Perhaps you already appreciate the transformative influence of lemons. They hold the key to savory and sweet dishes, from lemon chicken and linguine to homemade lemon bars. But lemons have transcended the culinary world to reach the starting line of an entirely new domain: the health and beauty domain. Respected medical sources like the Cleveland Clinic tout the health benefits of drinking lemon water every day, from improving digestion to preventing kidney stones. And just try to launch an innocent search to compare recipes and you'll surely find another purported benefit of lemons: how they may clear the skin (via Tasty Yummies).


The lemony chatter seems to be everywhere from dermatologists' offices to websites. And it's striking a chord among people who gravitate to beauty treatments that use ordinary household products and items found in a grocer's produce section. Lemons' newfound popularity as a skincare aid is not without justification. Lemons contain citric acid and so are highly acidic. They also teem with vitamin C (via Healthline). No one in the know would argue these basic facts. But can these facts justify using lemon juice — either from freshly squeezed lemons or out of the bottle — to clear up dark spots from acne and aging?

Lemons dry out the skin

The short answer is, they might if you're desperate. But it's generally not worth the risk, particularly when another, safer skin-clearing option exists. This verdict may be disappointing to hear, especially when you learn that lemons "can be an effective solution to brighten your skin tone, lighten dark spots, treat acne, prevent premature signs of aging, among others" (via Skincraft). The operative words here are "can be." Like other produce, lemons aren't wrapped in a label imprinted with the words "individual results may vary if used on the skin." Perhaps a more helpful label would caution consumers about the risks of using lemons on the face, especially on sensitive skin.


As Healthline puts it, the usage of lemon juice on the face may lead to issues rather than benefits. This harm refers to the acidity irritating the skin and turning it red, dry, and flaky. The skin absorbs lemon juice so fast that it doesn't take long — mere minutes — for these side effects to surface. Misumi Skincare notes that lemon juice acts quickly on the skin, but this includes the fast protrusion of its side effects. And when you compare the side effects to the benefits, Healthline calls using lemon juice on the face "a risky DIY option.

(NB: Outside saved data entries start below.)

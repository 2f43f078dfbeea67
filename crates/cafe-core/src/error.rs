//! # Error Types
//!
//! Domain-specific error types for cafe-core.
//!
//! ## Error Hierarchy
//! ```text
//! ┌─────────────────────────────────────────────────────────────────────────┐
//! │                         Error Types                                     │
//! │                                                                         │
//! │  cafe-core errors (this file)                                          │
//! │  ├── CoreError        - Domain and computation errors                  │
//! │  └── ValidationError  - Input validation failures                      │
//! │                                                                         │
//! │  cafe-db errors (separate crate)                                       │
//! │  └── DbError          - Storage failures, wraps CoreError              │
//! │                                                                         │
//! │  Flow: ValidationError → CoreError → DbError → caller                  │
//! └─────────────────────────────────────────────────────────────────────────┘
//! ```
//!
//! ## Design Principles
//! 1. Use `thiserror` for derive macros (not manual impl)
//! 2. Include context in error messages (SKU, ID, percentage)
//! 3. Errors are enum variants, never String
//! 4. Nothing here is retried; every error goes back to the caller

use rust_decimal::Decimal;
use thiserror::Error;

// =============================================================================
// Core Error
// =============================================================================

/// Core business logic errors.
#[derive(Debug, Error, Clone, PartialEq)]
pub enum CoreError {
    /// A tax set cannot be applied to a price.
    ///
    /// ## When This Occurs
    /// - Inclusive price whose tax set sums to -100% or less
    ///   (the pre-tax base would need a division by zero or a negative number)
    /// - Arithmetic overflow while summing the set or applying the rate
    ///
    /// ## User Workflow
    /// ```text
    /// Product (inclusive, price 100.000)
    ///      │
    ///      ▼
    /// Interstate taxes: [-60%, -40%] → total -100%
    ///      │
    ///      ▼
    /// InvalidTaxConfiguration { total_percentage: -100, .. }
    ///      │
    ///      ▼
    /// Admin fixes the tax rates, no amount is shown meanwhile
    /// ```
    #[error("Invalid tax configuration (total {total_percentage}%): {reason}")]
    InvalidTaxConfiguration {
        total_percentage: Decimal,
        reason: String,
    },

    /// A derived value was requested with a related entity that does not match.
    ///
    /// ## When This Occurs
    /// - A `ProductDetail` assembled with a category other than the product's
    /// - A tax set containing a tax that is not linked to the product
    #[error("{entity} {id} does not belong to this product")]
    MismatchedReference { entity: String, id: String },

    /// A reference linked to the product was not supplied with it.
    ///
    /// ## When This Occurs
    /// - A `ProductDetail` assembled without the row of a linked tax
    #[error("{entity} {id} is linked to this product but was not loaded")]
    MissingReference { entity: String, id: String },

    /// Validation error (wraps ValidationError).
    #[error("Validation error: {0}")]
    Validation(#[from] ValidationError),
}

impl CoreError {
    /// Creates an InvalidTaxConfiguration error.
    pub fn invalid_tax(total_percentage: Decimal, reason: impl Into<String>) -> Self {
        CoreError::InvalidTaxConfiguration {
            total_percentage,
            reason: reason.into(),
        }
    }
}

// =============================================================================
// Validation Error
// =============================================================================

/// Input validation errors.
///
/// Raised before anything touches the database.
#[derive(Debug, Error, Clone, PartialEq, Eq)]
pub enum ValidationError {
    /// A required field is missing or empty.
    #[error("{field} is required")]
    Required { field: String },

    /// Field value is too long.
    #[error("{field} must be at most {max} characters")]
    TooLong { field: String, max: usize },

    /// Numeric value is out of range.
    #[error("{field} must be between {min} and {max}")]
    OutOfRange {
        field: String,
        min: String,
        max: String,
    },

    /// Value must not be negative.
    #[error("{field} must not be negative")]
    MustBeNonNegative { field: String },

    /// Decimal value has more fractional digits than the column allows.
    #[error("{field} allows at most {max_scale} decimal places")]
    TooPrecise { field: String, max_scale: u32 },

    /// Invalid format (e.g., non-digit HSN, SKU with spaces).
    #[error("{field} has invalid format: {reason}")]
    InvalidFormat { field: String, reason: String },
}

// =============================================================================
// Result Type Alias
// =============================================================================

/// Convenience type alias for Results with CoreError.
pub type CoreResult<T> = Result<T, CoreError>;

// =============================================================================
// Unit Tests
// =============================================================================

Consider a safe vitamin C alternative

You may pass on that comparison, but you may not be deterred. You may be determined to give lemon juice a try anyway. Healthline suggests doing a patch test first, applying lemon juice on your inner arm or the back of your hand. And here comes the tough part: wait two days to see if the lemon juice irritates your skin. If it doesn't, then proceed to your face. Test it there first by putting a small amount of lemon juice on a cotton ball and then on your face. If you're nervous about a reaction or want to protect sensitive skin, consider mixing a few drops of lemon juice with a calming agent like honey or aloe vera (via Skincraft).


Continue applying the lemon juice to the rest of your face. Moving forward, you may be able to apply lemon juice to your face once a day (until the dark spots fade or disappear). Stop using it the moment your skin shows any sign of irritation. Then again, you can sidestep the entire risky issue by using a vitamin C serum on your face. Healthline poignantly notes that whereas serums are formulated to include a balanced amount of safe ingredients, lemons can vary widely in their individual acidic content. One may burn your skin intensely; another may feel as gentle as warm water. Lemons may be transformative, but they're unpredictable, too.